I have been able to reduce the gc overhead by a bit using one of the following options. I am getting some benefits but the overhead is still in the 49 - 50 % range:
ts3 :: V.Vector (Int, Int) -> M.HashMap Int [Int]
ts3 vec =
V.foldl (\ht (!k, !v) ->
let
element = M.lookup k ht in
case element of
Nothing -> M.insert k [v] ht
Just aList -> M.insert k (v:aList) ht) M.empty vec
ts4 :: V.Vector (Int,Int) -> M.HashMap Int [Int]
ts4 vec =
let initMap = V.foldl (\ht (!k,_) -> M.insert k [] ht) M.empty vec
in
V.foldl (\ht (!k, !v) -> M.adjust(\x -> v:x) k ht) initMap vec
The adjust seemed a bit better, but they results seem similar to a straight lookup. With ts4 using adjust:
calling ts4 done.
3,838,059,320 bytes allocated in the heap
2,041,603,344 bytes copied during GC
377,412,728 bytes maximum residency (6 sample(s))
7,725,944 bytes maximum slop
737 MB total memory in use (0 MB lost due to fragmentation)
Tot time (elapsed) Avg pause Max pause
Gen 0 7260 colls, 0 par 1.32s 1.45s 0.0002s 0.0013s
Gen 1 6 colls, 0 par 0.88s 1.40s 0.2328s 0.9236s
INIT time 0.00s ( 0.00s elapsed)
MUT time 2.18s ( 2.21s elapsed)
GC time 2.19s ( 2.85s elapsed)
RP time 0.00s ( 0.00s elapsed)
PROF time 0.00s ( 0.00s elapsed)
EXIT time 0.01s ( 0.07s elapsed)
Total time 4.38s ( 5.13s elapsed)
%GC time 50.0% (55.5% elapsed)
Alloc rate 1,757,267,879 bytes per MUT second
Productivity 50.0% of total user, 42.7% of total elapsed
Using the simple lookup/update (imperative style of updating a map)
calling ts3 done.
3,677,137,816 bytes allocated in the heap
2,040,053,712 bytes copied during GC
395,867,512 bytes maximum residency (6 sample(s))
7,326,104 bytes maximum slop
769 MB total memory in use (0 MB lost due to fragmentation)

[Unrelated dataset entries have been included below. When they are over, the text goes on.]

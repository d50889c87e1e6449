//! Tabular job-data boundary.
//!
//! A spreadsheet-like supplier hands over a [`JobTable`]: column labels plus
//! rows of optional numeric cells. Conversion checks the required columns up
//! front so that a missing column is reported at load time, never deep
//! inside sequencing.

use serde::{Deserialize, Serialize};

use super::{Job, JobId, JobSet};
use crate::dispatching::DispatchRule;
use crate::error::{Result, ScheduleError};

/// Job identifier column.
pub const COL_JOB_NUMBER: &str = "Job Number";
/// Processing time column.
pub const COL_PROCESS_TIME: &str = "process time";
/// Due date column.
pub const COL_DUE_DATE: &str = "due date";
/// Weight column.
pub const COL_WEIGHT: &str = "weight";
/// Release date column (ERD only).
pub const COL_RELEASE_DATE: &str = "release date";

/// Raw job table as delivered by a data supplier.
#[derive(Debug, Clone, Default, PartialEq, Serialize, Deserialize)]
pub struct JobTable {
    /// Column labels. Surrounding whitespace is ignored.
    pub columns: Vec<String>,
    /// Rows of cells, aligned with `columns`. `None` is an empty cell.
    pub rows: Vec<Vec<Option<f64>>>,
}

struct ColumnMap {
    id: usize,
    process_time: usize,
    due_date: usize,
    weight: usize,
    release_date: Option<usize>,
}

impl JobTable {
    /// Creates a table from column labels.
    pub fn new<S: Into<String>>(columns: impl IntoIterator<Item = S>) -> Self {
        Self {
            columns: columns.into_iter().map(Into::into).collect(),
            rows: Vec::new(),
        }
    }

    /// Appends a row.
    pub fn with_row(mut self, row: Vec<Option<f64>>) -> Self {
        self.rows.push(row);
        self
    }

    fn column(&self, name: &str) -> Option<usize> {
        self.columns.iter().position(|c| c.trim() == name)
    }

    fn resolve_columns(&self, rule: Option<DispatchRule>) -> Result<ColumnMap> {
        let mut required = vec![COL_JOB_NUMBER, COL_PROCESS_TIME, COL_DUE_DATE, COL_WEIGHT];
        if rule == Some(DispatchRule::Erd) {
            required.push(COL_RELEASE_DATE);
        }

        let missing: Vec<&str> = required
            .iter()
            .copied()
            .filter(|name| self.column(name).is_none())
            .collect();
        if !missing.is_empty() {
            return Err(ScheduleError::missing(
                missing.join(", "),
                "job table is missing required columns",
            ));
        }

        let index = |name: &str| self.column(name).unwrap_or_default();
        Ok(ColumnMap {
            id: index(COL_JOB_NUMBER),
            process_time: index(COL_PROCESS_TIME),
            due_date: index(COL_DUE_DATE),
            weight: index(COL_WEIGHT),
            release_date: self.column(COL_RELEASE_DATE),
        })
    }

    /// Converts the table into a validated job set.
    ///
    /// `rule` is the dispatching rule the caller intends to use; ERD makes
    /// the release-date column mandatory. Empty weight cells default to 1.
    pub fn to_job_set(&self, rule: Option<DispatchRule>) -> Result<JobSet> {
        let cols = self.resolve_columns(rule)?;
        let mut jobs = Vec::with_capacity(self.rows.len());

        for (r, row) in self.rows.iter().enumerate() {
            let cell = |i: usize| row.get(i).copied().flatten();
            let required = |i: usize, name: &str| {
                cell(i).ok_or_else(|| {
                    ScheduleError::missing(name, format!("row {} has an empty cell", r + 1))
                })
            };

            let raw_id = required(cols.id, COL_JOB_NUMBER)?;
            if raw_id < 0.0 || raw_id.fract() != 0.0 || raw_id > u32::MAX as f64 {
                return Err(ScheduleError::missing(
                    COL_JOB_NUMBER,
                    format!("row {} has non-integer job number {raw_id}", r + 1),
                ));
            }

            let mut job = Job::new(
                JobId(raw_id as u32),
                required(cols.process_time, COL_PROCESS_TIME)?,
                required(cols.due_date, COL_DUE_DATE)?,
            );
            if let Some(weight) = cell(cols.weight) {
                job = job.with_weight(weight);
            }
            if let Some(release) = cols.release_date.and_then(cell) {
                job = job.with_release_date(release);
            }
            jobs.push(job);
        }

        JobSet::new(jobs)
    }
}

Tot time (elapsed) Avg pause Max pause
Gen 0 6999 colls, 0 par 1.35s 1.51s 0.0002s 0.0037s
Gen 1 6 colls, 0 par 1.06s 2.16s 0.3601s 1.3175s
INIT time 0.00s ( 0.00s elapsed)
MUT time 1.89s ( 2.07s elapsed)
GC time 2.41s ( 3.67s elapsed)
RP time 0.00s ( 0.00s elapsed)
PROF time 0.00s ( 0.00s elapsed)
EXIT time 0.01s ( 0.08s elapsed)
Total time 4.31s ( 5.82s elapsed)
%GC time 55.9% (63.0% elapsed)
Alloc rate 1,942,816,558 bytes per MUT second
Productivity 44.1% of total user, 32.6% of total elapsed
I am interested in finding out as to how to reduce the time for lookup as show in the profile output below:
COST CENTRE MODULE %time %alloc
ts3.\ Main 54.1 91.4
ts3.\.element Main 19.0 2.9
ts3 Main 11.0 2.9
kv.k Main 6.5 1.4
kv.v Main 5.2 1.4
kv.k.\ Main 4.0 0.0
individual inherited
COST CENTRE MODULE no. entries %time %alloc %time %alloc
MAIN MAIN 72 0 0.0 0.0 100.0 100.0
main Main 158 0 0.0 0.0 0.0 0.0
CAF:main Main 143 0 0.0 0.0 84.2 97.1
main Main 144 1 0.0 0.0 84.2 97.1
ts3 Main 145 1 11.0 2.9 84.2 97.1
ts3.\ Main 156 5000000 54.1 91.4 73.2 94.3
ts3.\.element Main 157 5000000 19.0 2.9 19.0 2.9
CAF:kv Main 142 0 0.0 0.0 0.0 0.0
Code
-- ghc -O2 --make test8.hs -prof -auto-all -caf-all -fforce-recomp +RTS
-- ./test8 +RTS -p
{-# LANGUAGE BangPatterns #-}
import qualified Data.HashMap.Strict as M
import qualified Data.Vector.Unboxed as V
n :: Int
n = 5000000
kv :: V.Vector (Int,Int)
kv = V.zip (k) (v)
where
k = V.generate n (\i -> i `mod` 1000)
v = V.generate n (\i -> i)
ts :: V.Vector (Int,Int) -> M.HashMap Int Int
ts vec =
V.foldl' (\ht (k, v) -> M.insertWith (+) k v ht) M.empty vec
ts2 :: V.Vector (Int,Int) -> M.HashMap Int [Int]
ts2 vec =
V.foldl (\ht (!k, !v) -> M.insertWith (++) k [v] ht) M.empty vec
ts3 :: V.Vector (Int, Int) -> M.HashMap Int [Int]
ts3 vec =
V.foldl (\ht (!k, !v) ->
let
element = M.lookup k ht in
case element of
Nothing -> M.insert k [v] ht
Just aList -> M.insert k (v:aList) ht) M.empty vec
ts4 :: V.Vector (Int,Int) -> M.HashMap Int [Int]
ts4 vec =
let initMap = V.foldl (\ht (!k,_) -> M.insert k [] ht) M.empty vec
in
V.foldl (\ht (!k, !v) -> M.adjust(\x -> v:x) k ht) initMap vec
main :: IO ()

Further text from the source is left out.